• _TASK GOAL_
Each line from the opening of the records that follow to the line with "DragState) + Send + Sync>;" needs to be written out exactly. Add nothing.
· · · ·
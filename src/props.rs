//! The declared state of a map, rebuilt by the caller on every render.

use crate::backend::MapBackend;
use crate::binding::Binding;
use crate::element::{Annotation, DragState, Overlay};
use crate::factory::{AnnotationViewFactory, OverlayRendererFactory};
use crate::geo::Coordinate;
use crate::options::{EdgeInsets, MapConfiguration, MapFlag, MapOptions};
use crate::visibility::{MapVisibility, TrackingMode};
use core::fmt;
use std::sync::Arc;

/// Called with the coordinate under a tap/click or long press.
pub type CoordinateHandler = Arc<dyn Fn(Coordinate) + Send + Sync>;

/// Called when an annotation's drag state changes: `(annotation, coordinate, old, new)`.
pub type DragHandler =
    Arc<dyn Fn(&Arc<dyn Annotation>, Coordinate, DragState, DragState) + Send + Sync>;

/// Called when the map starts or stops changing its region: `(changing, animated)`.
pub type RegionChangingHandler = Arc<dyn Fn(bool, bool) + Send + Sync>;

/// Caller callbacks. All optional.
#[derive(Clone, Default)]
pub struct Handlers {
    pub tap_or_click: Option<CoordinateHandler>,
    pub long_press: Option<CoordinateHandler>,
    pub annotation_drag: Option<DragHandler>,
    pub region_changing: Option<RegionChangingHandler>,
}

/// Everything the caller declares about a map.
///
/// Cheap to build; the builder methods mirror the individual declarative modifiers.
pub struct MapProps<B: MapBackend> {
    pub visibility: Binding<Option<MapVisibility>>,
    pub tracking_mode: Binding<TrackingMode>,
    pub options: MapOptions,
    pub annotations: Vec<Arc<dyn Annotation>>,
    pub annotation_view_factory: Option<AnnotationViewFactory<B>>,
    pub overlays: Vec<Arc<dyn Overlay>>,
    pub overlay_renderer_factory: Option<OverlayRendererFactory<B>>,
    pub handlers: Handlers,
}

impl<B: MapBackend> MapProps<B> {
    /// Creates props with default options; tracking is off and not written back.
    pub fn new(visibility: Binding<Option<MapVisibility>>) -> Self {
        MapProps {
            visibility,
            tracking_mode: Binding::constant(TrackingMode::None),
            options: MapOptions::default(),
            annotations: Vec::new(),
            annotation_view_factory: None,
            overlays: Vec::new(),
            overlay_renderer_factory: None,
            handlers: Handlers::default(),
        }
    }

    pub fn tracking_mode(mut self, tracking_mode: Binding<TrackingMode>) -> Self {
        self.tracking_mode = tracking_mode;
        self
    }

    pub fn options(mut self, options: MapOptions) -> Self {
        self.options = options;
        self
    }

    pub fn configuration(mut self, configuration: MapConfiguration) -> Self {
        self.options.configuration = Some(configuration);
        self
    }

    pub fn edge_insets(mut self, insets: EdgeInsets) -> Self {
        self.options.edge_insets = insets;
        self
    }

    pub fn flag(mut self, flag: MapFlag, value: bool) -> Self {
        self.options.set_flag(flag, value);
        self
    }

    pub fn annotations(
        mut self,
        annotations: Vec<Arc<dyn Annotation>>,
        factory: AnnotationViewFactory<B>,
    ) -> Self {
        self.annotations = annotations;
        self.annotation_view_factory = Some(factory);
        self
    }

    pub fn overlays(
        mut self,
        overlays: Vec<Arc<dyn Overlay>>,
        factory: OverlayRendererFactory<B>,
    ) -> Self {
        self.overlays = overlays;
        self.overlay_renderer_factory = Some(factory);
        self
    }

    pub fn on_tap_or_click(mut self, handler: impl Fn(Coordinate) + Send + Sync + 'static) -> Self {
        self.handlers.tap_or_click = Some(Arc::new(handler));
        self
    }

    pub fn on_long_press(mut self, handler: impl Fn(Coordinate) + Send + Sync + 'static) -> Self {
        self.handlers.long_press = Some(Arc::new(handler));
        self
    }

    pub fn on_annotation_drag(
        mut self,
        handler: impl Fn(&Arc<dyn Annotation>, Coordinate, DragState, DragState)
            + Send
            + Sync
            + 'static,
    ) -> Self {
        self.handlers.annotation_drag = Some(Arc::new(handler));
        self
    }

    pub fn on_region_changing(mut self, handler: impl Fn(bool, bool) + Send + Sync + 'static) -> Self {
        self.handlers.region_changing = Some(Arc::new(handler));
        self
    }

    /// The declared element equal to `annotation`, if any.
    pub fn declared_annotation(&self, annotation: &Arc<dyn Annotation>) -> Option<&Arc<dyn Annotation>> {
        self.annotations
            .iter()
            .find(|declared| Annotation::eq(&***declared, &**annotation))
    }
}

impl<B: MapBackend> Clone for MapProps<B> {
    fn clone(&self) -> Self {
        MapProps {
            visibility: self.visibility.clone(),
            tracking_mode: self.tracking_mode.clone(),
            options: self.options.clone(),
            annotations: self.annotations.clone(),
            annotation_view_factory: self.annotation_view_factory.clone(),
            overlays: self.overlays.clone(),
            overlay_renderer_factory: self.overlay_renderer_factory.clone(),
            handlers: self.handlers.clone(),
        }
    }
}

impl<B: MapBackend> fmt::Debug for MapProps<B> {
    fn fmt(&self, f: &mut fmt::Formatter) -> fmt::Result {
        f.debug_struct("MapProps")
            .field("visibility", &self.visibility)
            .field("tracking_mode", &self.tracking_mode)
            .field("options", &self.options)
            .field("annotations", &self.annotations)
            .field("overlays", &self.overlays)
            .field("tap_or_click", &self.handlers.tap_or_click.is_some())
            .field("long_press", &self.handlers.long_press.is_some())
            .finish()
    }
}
· · · ·
• _TASK OUTPUT_
filename src/props.rs
//! The declared state of a map, rebuilt by the caller on every render.

use crate::backend::MapBackend;
use crate::binding::Binding;
use crate::element::{Annotation, DragState, Overlay};
use crate::factory::{AnnotationViewFactory, OverlayRendererFactory};
use crate::geo::Coordinate;
use crate::options::{EdgeInsets, MapConfiguration, MapFlag, MapOptions};
use crate::visibility::{MapVisibility, TrackingMode};
use core::fmt;
use std::sync::Arc;

/// Called with the coordinate under a tap/click or long press.
pub type CoordinateHandler = Arc<dyn Fn(Coordinate) + Send + Sync>;

/// Called when an annotation's drag state changes: `(annotation, coordinate, old, new)`.
pub type DragHandler =
    Arc<dyn Fn(&Arc<dyn Annotation>, Coordinate, DragState, DragState) + Send + Sync>;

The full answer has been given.